## What to produce:
Whenever the string "parameters" turns up in a line of the data below, copy that line.

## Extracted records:
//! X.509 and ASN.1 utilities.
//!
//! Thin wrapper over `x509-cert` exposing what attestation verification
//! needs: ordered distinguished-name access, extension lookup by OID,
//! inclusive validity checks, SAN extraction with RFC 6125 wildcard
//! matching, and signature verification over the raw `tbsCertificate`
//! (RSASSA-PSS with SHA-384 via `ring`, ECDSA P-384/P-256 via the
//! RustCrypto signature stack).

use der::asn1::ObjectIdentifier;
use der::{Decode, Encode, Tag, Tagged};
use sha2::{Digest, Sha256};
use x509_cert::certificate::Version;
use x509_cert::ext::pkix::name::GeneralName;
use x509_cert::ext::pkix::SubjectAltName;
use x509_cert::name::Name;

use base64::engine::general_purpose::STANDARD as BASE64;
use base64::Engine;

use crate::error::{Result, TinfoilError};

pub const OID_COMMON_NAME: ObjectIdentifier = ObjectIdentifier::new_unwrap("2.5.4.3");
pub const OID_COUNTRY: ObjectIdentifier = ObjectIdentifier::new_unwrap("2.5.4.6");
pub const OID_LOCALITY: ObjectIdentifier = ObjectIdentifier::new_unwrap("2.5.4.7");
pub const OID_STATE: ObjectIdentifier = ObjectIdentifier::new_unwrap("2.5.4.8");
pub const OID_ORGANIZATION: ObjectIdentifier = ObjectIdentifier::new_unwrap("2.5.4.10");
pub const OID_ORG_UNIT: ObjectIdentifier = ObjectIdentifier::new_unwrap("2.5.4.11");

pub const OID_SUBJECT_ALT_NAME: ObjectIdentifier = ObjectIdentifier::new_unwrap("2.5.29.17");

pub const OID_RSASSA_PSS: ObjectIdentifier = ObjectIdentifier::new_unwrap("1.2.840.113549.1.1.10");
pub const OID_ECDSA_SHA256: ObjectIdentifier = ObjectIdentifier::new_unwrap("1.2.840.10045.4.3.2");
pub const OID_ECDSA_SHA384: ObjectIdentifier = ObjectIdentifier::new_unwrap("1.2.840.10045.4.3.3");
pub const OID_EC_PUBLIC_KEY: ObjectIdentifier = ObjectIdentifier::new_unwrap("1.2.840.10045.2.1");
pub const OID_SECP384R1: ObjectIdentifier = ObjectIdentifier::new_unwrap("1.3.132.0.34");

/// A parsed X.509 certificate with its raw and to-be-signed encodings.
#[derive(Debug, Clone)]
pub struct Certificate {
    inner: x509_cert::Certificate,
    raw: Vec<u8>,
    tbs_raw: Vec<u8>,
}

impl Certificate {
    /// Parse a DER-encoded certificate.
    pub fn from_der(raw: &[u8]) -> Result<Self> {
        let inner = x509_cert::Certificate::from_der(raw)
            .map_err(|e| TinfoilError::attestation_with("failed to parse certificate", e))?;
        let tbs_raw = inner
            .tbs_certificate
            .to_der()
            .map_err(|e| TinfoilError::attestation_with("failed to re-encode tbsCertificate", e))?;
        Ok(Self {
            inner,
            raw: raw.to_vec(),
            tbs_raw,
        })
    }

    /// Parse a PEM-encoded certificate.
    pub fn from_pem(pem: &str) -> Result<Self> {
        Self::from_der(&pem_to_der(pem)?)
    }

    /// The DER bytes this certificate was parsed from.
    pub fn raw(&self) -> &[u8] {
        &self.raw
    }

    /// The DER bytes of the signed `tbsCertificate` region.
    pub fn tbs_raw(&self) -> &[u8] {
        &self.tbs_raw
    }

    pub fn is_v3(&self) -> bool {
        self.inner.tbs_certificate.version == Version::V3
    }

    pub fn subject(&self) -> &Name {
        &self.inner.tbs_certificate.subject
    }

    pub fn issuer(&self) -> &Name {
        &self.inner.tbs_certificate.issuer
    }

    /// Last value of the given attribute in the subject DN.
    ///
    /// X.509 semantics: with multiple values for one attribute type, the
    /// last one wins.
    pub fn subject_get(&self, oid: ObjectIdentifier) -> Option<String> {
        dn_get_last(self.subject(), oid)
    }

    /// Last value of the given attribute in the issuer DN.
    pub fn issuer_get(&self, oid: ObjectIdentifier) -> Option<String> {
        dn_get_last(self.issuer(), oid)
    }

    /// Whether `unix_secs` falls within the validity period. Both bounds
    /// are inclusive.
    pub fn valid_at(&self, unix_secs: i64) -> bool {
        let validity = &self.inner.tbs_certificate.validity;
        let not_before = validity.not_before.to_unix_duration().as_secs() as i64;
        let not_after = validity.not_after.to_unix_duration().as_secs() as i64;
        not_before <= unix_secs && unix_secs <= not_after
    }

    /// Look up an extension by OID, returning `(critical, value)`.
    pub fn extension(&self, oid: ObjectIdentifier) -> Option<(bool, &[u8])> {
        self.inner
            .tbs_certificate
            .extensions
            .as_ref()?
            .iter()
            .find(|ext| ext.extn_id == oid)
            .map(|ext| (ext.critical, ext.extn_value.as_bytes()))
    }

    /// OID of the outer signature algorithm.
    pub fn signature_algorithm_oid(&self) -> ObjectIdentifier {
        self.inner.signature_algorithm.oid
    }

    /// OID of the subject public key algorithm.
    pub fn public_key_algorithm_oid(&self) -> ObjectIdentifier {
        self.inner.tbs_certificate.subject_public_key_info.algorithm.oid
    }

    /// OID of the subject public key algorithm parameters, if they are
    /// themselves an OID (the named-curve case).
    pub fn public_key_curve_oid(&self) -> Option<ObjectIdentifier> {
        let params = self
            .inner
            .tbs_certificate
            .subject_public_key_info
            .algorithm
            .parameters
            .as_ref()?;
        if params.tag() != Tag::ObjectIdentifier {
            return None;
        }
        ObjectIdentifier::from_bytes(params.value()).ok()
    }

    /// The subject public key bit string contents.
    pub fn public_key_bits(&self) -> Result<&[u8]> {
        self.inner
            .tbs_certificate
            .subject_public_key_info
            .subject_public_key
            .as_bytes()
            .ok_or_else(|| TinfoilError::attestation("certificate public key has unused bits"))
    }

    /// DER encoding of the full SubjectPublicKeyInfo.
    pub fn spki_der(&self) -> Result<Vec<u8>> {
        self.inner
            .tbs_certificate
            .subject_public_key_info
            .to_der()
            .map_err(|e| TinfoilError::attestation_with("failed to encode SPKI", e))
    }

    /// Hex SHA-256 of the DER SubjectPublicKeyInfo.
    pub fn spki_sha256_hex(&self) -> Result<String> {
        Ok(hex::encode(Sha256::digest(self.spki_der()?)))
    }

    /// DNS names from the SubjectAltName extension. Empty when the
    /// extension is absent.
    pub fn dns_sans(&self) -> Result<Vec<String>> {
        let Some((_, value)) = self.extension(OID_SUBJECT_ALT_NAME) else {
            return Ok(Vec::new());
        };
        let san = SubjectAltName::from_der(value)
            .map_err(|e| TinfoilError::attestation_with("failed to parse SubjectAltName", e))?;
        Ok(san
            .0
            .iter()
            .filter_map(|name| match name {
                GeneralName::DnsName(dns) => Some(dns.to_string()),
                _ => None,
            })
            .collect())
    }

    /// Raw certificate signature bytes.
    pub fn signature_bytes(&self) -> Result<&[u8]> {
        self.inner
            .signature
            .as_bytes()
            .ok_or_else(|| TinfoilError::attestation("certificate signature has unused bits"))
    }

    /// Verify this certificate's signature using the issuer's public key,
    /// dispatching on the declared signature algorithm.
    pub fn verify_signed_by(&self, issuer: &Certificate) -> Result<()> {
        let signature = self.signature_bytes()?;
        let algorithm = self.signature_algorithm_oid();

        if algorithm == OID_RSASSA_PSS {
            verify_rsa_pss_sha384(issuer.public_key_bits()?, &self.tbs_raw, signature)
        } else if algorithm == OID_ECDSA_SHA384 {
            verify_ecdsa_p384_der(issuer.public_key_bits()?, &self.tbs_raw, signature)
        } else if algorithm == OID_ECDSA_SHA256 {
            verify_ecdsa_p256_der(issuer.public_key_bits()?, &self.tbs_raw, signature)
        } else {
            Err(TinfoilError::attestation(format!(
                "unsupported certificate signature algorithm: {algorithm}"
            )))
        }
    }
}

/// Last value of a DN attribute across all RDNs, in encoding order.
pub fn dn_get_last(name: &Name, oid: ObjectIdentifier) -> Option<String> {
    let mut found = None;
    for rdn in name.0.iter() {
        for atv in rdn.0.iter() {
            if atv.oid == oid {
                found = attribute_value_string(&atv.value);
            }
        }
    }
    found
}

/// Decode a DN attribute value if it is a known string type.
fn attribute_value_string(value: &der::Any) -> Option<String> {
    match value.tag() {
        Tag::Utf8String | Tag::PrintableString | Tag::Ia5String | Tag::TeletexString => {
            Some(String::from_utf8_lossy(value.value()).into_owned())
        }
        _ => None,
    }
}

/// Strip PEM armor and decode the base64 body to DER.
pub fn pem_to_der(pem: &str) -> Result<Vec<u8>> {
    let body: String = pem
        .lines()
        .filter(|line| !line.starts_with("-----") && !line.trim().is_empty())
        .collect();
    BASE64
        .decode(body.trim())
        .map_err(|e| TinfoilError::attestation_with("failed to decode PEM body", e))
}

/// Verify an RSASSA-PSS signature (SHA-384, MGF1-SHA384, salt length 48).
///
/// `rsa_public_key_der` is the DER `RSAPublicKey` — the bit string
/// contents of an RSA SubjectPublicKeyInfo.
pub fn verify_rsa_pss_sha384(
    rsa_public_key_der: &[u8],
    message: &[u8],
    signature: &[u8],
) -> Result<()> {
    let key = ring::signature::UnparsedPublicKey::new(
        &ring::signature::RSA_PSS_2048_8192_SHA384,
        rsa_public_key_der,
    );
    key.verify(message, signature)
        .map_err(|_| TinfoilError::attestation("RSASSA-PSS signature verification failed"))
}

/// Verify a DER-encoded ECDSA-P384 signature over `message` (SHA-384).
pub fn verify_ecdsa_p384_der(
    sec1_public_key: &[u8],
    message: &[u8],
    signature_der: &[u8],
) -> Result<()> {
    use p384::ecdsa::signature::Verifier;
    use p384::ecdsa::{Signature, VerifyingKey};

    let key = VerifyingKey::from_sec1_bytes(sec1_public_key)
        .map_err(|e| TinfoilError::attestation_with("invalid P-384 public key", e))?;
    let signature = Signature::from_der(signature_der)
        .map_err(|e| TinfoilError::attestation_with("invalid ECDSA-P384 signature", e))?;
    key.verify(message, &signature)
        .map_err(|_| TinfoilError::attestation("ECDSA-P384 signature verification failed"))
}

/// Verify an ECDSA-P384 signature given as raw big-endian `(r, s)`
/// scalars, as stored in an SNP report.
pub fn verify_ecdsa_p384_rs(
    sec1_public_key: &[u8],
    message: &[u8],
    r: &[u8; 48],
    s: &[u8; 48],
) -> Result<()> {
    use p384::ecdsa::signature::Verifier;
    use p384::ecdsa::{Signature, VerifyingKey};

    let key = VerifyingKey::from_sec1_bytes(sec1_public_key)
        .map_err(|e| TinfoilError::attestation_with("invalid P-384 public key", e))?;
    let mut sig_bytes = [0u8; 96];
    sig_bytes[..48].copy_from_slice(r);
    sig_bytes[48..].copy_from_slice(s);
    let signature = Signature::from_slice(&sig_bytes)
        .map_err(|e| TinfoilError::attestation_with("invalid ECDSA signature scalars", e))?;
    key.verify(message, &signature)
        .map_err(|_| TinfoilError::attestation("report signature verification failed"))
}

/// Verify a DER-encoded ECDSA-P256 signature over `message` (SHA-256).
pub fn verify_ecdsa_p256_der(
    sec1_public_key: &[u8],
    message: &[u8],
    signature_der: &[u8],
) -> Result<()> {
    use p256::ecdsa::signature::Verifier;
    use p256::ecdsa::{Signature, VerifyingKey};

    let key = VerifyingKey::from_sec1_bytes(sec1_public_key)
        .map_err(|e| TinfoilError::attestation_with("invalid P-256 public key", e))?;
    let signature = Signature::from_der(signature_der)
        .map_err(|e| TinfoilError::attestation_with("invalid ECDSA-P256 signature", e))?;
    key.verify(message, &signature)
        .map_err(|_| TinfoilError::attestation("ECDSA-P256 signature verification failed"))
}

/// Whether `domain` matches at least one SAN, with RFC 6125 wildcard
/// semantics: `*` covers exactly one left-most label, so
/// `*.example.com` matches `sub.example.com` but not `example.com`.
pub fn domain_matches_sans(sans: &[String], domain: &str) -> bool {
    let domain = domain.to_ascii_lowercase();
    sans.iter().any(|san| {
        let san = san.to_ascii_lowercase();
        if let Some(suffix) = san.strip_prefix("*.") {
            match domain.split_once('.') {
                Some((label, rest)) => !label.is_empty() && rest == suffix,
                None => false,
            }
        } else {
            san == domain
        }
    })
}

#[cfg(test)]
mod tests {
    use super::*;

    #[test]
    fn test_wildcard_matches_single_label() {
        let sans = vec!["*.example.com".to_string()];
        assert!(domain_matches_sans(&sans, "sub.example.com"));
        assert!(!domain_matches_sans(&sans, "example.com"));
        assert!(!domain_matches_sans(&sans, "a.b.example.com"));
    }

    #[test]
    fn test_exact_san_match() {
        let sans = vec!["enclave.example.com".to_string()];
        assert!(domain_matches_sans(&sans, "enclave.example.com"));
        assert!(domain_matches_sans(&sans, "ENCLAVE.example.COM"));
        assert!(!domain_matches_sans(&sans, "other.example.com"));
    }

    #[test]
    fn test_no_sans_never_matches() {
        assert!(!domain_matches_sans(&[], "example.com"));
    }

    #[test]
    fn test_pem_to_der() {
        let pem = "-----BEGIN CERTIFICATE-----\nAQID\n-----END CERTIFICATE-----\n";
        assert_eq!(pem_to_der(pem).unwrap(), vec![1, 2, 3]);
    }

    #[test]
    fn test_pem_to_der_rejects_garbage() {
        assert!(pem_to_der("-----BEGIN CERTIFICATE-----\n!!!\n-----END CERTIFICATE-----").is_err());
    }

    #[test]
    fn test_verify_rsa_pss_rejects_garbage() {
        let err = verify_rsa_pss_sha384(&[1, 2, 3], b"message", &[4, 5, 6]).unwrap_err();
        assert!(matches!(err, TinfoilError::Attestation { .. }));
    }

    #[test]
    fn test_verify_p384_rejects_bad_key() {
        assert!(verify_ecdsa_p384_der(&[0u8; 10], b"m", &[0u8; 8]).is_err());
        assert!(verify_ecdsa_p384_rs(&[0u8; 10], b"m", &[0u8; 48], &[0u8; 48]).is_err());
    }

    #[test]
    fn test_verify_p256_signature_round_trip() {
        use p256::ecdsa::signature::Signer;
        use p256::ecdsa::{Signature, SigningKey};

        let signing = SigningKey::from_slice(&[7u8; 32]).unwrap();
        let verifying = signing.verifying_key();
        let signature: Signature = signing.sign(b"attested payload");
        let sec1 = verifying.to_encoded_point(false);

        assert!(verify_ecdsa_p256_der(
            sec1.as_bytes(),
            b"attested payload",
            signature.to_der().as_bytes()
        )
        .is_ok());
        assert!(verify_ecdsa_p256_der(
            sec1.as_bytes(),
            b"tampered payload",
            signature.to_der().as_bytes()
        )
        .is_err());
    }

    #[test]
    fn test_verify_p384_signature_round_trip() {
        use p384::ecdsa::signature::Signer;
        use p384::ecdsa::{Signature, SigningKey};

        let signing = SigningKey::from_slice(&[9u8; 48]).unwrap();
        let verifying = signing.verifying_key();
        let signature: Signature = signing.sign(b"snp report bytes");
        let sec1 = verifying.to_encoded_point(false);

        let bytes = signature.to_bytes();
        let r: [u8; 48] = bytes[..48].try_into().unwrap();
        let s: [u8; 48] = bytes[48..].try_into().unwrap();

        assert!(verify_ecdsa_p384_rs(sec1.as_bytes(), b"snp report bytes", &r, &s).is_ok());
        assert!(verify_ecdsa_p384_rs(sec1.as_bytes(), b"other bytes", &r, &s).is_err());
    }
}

---

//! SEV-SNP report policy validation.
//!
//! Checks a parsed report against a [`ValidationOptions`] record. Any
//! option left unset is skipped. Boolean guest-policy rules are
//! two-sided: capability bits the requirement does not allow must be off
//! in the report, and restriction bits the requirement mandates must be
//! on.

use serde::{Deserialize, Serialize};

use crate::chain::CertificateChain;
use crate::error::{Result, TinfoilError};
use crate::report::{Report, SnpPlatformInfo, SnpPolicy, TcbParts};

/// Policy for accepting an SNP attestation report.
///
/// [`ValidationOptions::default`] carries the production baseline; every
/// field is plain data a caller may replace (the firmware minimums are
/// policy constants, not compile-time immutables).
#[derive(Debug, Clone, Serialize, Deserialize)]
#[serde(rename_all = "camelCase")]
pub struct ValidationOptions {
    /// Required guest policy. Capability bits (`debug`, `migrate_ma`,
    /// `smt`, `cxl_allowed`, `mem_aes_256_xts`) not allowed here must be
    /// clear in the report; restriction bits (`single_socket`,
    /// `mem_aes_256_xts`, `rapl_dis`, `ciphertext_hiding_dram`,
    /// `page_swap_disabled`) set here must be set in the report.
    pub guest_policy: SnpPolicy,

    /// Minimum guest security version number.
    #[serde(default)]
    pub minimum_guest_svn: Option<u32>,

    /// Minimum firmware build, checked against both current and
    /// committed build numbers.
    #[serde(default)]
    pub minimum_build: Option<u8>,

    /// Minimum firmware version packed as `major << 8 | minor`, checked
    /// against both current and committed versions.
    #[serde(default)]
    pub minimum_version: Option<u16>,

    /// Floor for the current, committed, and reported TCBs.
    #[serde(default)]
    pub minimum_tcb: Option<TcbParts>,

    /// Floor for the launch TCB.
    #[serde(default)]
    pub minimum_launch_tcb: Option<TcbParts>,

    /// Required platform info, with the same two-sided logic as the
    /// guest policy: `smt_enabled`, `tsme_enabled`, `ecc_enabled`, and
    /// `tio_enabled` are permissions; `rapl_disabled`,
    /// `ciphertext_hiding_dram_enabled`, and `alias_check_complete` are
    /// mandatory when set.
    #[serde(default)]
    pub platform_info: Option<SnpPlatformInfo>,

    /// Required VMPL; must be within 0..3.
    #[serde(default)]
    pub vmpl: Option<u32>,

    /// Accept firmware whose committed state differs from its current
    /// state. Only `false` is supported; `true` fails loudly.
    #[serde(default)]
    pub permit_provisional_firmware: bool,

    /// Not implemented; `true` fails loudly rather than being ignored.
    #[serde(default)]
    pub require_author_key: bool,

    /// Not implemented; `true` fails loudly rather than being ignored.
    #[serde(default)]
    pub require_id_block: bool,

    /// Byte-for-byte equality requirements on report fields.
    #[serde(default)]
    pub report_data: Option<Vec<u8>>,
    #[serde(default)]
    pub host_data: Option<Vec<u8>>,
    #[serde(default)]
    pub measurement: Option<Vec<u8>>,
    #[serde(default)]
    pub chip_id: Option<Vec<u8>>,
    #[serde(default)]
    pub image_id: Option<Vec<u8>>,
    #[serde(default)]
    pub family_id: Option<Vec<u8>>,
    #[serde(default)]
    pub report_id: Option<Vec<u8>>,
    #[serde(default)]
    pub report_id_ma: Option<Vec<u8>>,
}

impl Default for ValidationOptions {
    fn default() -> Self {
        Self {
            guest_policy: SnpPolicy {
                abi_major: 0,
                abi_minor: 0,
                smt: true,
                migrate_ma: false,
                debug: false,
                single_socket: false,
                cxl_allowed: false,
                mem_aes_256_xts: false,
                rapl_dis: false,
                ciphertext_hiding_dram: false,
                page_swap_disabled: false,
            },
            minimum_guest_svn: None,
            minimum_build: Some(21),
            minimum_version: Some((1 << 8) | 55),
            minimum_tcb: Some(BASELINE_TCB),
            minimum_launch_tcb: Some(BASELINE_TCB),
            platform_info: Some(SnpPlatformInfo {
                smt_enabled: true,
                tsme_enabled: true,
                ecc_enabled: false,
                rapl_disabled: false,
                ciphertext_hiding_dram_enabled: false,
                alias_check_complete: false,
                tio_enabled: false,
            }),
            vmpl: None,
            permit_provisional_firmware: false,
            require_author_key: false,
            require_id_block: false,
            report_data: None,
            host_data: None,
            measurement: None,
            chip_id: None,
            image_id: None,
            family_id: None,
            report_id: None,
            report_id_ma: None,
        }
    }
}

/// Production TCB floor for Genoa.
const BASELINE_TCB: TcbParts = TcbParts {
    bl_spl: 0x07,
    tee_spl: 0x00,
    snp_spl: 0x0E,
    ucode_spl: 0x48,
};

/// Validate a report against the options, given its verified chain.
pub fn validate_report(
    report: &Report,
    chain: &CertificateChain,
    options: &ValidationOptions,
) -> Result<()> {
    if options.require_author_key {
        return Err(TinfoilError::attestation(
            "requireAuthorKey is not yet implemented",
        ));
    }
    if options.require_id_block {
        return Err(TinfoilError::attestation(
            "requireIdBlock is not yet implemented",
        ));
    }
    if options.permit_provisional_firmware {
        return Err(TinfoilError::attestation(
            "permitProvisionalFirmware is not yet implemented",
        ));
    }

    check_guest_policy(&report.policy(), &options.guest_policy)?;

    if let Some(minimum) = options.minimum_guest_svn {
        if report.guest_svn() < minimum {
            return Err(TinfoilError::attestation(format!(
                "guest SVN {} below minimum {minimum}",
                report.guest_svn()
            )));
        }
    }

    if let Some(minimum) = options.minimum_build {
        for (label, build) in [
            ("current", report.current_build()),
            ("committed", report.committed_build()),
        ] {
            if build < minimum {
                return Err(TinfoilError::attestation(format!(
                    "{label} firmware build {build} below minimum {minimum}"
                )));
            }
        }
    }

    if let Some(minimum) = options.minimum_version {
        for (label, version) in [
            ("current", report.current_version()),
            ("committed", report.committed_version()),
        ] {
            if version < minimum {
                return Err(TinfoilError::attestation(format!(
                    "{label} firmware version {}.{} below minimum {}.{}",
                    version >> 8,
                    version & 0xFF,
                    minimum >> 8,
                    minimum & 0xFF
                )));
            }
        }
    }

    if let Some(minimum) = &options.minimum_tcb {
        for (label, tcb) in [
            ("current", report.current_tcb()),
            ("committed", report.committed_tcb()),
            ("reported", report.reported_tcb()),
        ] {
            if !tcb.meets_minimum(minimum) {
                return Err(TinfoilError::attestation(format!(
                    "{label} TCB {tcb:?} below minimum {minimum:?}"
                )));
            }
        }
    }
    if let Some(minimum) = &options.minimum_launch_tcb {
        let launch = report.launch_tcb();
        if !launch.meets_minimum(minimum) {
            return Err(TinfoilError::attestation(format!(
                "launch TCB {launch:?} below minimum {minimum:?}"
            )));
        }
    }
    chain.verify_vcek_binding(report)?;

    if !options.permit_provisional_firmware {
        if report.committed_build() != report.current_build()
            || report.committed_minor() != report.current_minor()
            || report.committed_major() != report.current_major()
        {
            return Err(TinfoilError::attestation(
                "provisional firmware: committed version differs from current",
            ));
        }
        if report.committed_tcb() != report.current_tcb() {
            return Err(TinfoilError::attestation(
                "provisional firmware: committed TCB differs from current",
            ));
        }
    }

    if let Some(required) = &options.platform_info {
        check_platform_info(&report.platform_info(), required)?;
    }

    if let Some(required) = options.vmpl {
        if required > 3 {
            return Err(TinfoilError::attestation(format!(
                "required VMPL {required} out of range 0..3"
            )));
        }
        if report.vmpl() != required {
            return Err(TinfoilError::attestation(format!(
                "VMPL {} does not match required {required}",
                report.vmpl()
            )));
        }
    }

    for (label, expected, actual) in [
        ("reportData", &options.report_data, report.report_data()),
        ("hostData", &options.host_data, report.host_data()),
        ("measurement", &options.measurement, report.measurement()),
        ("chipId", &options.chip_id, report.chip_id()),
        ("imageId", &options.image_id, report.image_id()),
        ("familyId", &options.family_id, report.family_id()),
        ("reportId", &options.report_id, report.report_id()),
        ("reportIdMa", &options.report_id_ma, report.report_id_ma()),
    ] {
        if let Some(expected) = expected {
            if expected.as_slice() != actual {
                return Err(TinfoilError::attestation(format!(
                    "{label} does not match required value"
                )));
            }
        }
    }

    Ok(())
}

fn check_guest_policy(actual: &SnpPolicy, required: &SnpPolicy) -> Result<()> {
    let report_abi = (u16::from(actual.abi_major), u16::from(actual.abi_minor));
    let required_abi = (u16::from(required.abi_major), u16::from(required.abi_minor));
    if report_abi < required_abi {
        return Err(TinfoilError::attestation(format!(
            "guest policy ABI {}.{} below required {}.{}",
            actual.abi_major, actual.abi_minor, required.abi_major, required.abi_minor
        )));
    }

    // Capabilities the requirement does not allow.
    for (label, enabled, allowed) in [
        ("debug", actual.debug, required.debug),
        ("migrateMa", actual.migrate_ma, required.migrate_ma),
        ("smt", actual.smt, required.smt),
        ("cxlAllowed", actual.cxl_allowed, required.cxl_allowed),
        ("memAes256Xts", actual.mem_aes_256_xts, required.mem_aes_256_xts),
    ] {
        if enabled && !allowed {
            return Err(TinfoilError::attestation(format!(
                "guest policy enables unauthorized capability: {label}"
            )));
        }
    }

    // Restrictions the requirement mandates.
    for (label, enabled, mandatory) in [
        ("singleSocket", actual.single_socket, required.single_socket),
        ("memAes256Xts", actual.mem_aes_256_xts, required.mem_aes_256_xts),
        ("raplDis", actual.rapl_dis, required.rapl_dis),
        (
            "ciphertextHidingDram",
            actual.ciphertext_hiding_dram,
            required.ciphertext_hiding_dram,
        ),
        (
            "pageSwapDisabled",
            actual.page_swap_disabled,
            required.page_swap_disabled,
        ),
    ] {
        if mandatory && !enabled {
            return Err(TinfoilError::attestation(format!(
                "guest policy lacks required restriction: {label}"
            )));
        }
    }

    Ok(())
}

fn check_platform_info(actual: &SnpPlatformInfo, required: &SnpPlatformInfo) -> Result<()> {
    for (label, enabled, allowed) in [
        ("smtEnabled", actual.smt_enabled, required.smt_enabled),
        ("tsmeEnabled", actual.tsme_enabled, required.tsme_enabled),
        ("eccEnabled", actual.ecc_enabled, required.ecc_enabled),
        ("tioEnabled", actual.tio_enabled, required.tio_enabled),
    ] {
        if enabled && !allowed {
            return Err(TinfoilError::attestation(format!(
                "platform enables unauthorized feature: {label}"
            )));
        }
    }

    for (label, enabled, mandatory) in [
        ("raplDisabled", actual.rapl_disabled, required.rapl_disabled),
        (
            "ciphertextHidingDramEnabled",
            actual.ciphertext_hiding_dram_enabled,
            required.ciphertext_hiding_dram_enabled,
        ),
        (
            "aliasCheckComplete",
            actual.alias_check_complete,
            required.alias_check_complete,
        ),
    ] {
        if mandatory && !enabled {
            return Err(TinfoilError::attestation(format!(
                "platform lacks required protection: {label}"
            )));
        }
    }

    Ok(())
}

## Answer space:
    /// OID of the subject public key algorithm parameters, if they are
            .parameters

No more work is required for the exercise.